側脳室脈絡叢を赤で側脳室とともに立体化したものです。 MRdataで初めて脈絡叢が観察された、カーネギーステージ19から23までを示しています。 それぞれ左側方、前方、背側から観察した図です。 側脳室内での脈絡叢の位置や、ステージ間における成長の方向、側脳室内容積に占める割合の変化がわかります。 今回、リファレンスポイントとして側脳室壁と脈絡叢の初期の付着部位を定義しました。
脈絡叢にはステージごとに特徴的な成長の方向があることがわかりました。 左は背側、右は左側方からみたステージごとの脈絡叢の図です。 ステージ19〜20では側方・尾側への成長が目立ちます。 ステー21〜23では背側への成長が著しいが、ステージ22〜23では前方へも大きく成長していました。 脈絡叢の表面の形状もステージによって特徴がありました。 脈絡叢の表面をこの図の方向から観察したものです。 カーネギーステージ20ではなだらかな表面ですが、 21、22では多数の凹凸が観察されます。 しかしステージ23ではそれらの小さな凹凸は観察されず、2、3個の大きな隆起が観察されました。
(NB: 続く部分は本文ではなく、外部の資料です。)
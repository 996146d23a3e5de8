use sea_orm::{entity::prelude::*, ActiveValue::NotSet, Set};
use serde::{Deserialize, Serialize};

use crate::errors::ModelError;
use crate::resource::{BatchPolicy, IdStrategy, Resource};

/// Price table consumed by the renovation cost calculator.
#[derive(Clone, Debug, PartialEq, DeriveEntityModel)]
#[sea_orm(table_name = "calculator_settings")]
pub struct Model {
    #[sea_orm(primary_key)]
    pub id: i64,
    pub prices: Option<Json>,
}

#[derive(Copy, Clone, Debug, EnumIter)]
pub enum Relation {}

impl RelationTrait for Relation {
    fn def(&self) -> RelationDef { match *self {} }
}

impl ActiveModelBehavior for ActiveModel {}

#[derive(Clone, Debug, PartialEq, Serialize, Deserialize)]
#[serde(deny_unknown_fields)]
pub struct CalculatorSettings {
    #[serde(default)]
    pub id: Option<i64>,
    #[serde(default)]
    pub prices: Option<Json>,
}

impl Resource for Entity {
    type Record = CalculatorSettings;

    const NAME: &'static str = "settings";
    const LABEL: &'static str = "Settings";
    const BATCH_POLICY: BatchPolicy = BatchPolicy::UpsertEach;
    const ID_STRATEGY: IdStrategy = IdStrategy::Generated;

    fn into_active_model(r: CalculatorSettings) -> Result<ActiveModel, ModelError> {
        Ok(ActiveModel {
            id: r.id.map_or(NotSet, Set),
            prices: Set(r.prices.filter(|v| !v.is_null())),
        })
    }

    fn to_record(m: Model) -> Result<CalculatorSettings, ModelError> {
        Ok(CalculatorSettings { id: Some(m.id), prices: m.prices })
    }
}
//! Shop catalog items (materials, furniture, lighting, plumbing, decor).
use sea_orm::{entity::prelude::*, Set};
use serde::{Deserialize, Serialize};

use crate::errors::ModelError;
use crate::localized::{from_json_opt, to_json_opt, LocalizedText};
use crate::resource::{require_id, BatchPolicy, IdStrategy, Resource};

#[derive(Clone, Debug, PartialEq, DeriveEntityModel)]
#[sea_orm(table_name = "catalog")]
pub struct Model {
    #[sea_orm(primary_key, auto_increment = false)]
    pub id: String,
    pub category: Option<String>,
    pub title: Option<Json>,
    pub description: Option<Json>,
    pub price: Option<f64>,
    pub image: Option<String>,
    pub images: Option<Json>,
    pub specs: Option<Json>,
}

#[derive(Copy, Clone, Debug, EnumIter)]
pub enum Relation {}

impl RelationTrait for Relation {
    fn def(&self) -> RelationDef { match *self {} }
}

impl ActiveModelBehavior for ActiveModel {}

/// One row of a product's spec sheet.
#[derive(Clone, Debug, PartialEq, Serialize, Deserialize)]
#[serde(deny_unknown_fields)]
pub struct Spec {
    pub label: LocalizedText,
    pub value: LocalizedText,
}

#[derive(Clone, Debug, PartialEq, Serialize, Deserialize)]
#[serde(rename_all = "camelCase", deny_unknown_fields)]
pub struct CatalogItem {
    pub id: String,
    #[serde(default)]
    pub category: Option<String>,
    #[serde(default)]
    pub title: Option<LocalizedText>,
    #[serde(default)]
    pub description: Option<LocalizedText>,
    #[serde(default)]
    pub price: Option<f64>,
    #[serde(default)]
    pub image: Option<String>,
    #[serde(default)]
    pub images: Option<Vec<String>>,
    #[serde(default)]
    pub specs: Option<Vec<Spec>>,
}

impl Resource for Entity {
    type Record = CatalogItem;

    const NAME: &'static str = "catalog";
    const LABEL: &'static str = "Catalog";
    const BATCH_POLICY: BatchPolicy = BatchPolicy::DestructiveReplace;
    const ID_STRATEGY: IdStrategy = IdStrategy::CallerSupplied;

    fn into_active_model(r: CatalogItem) -> Result<ActiveModel, ModelError> {
        Ok(ActiveModel {
            id: Set(require_id(r.id)?),
            category: Set(r.category),
            title: Set(to_json_opt("title", r.title.as_ref())?),
            description: Set(to_json_opt("description", r.description.as_ref())?),
            price: Set(r.price),
            image: Set(r.image),
            images: Set(to_json_opt("images", r.images.as_ref())?),
            specs: Set(to_json_opt("specs", r.specs.as_ref())?),
        })
    }

    fn to_record(m: Model) -> Result<CatalogItem, ModelError> {
        Ok(CatalogItem {
            id: m.id,
            category: m.category,
            title: from_json_opt("title", m.title)?,
            description: from_json_opt("description", m.description)?,
            price: m.price,
            image: m.image,
            images: from_json_opt("images", m.images)?,
            specs: from_json_opt("specs", m.specs)?,
        })
    }
}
組織観察により、リファレンスポイントから近位と遠位で組織分化度が異なること、 ステージ21から22あたりに移行期間が見られ、 血管造成が先に進み、上皮の分化が遅れて起こることなどがわかりました
まず、脈絡叢前方、正中側のリファレンスポイントの近位はなめらかな表面を有しています。
これは組織学的に低分化な部位で分葉がまだなされておらず、
上皮はまだ偽重層。間質には多くのangioblastsが集まり、上皮下の小血管や大血管を形態形成中であると考えられます。
脈絡叢尾背側のリファレンスポイントの遠位では凹凸が多く観察されます。
これは組織学的に中〜高分化な部位であり、上皮は単層円柱上皮になり、多くの分葉が観察されます。
これは分化した脈絡叢上皮は細胞質内にグリコーゲンを有しており、脊髄液とともに脳室内に放出するために表面積を増やす目的があると考えられます。
これらの結果を考えると、前方で間質、血管、上皮の増殖が起こり、辺縁部に向かって分化した組織が押しだされていくという流れが考えられました。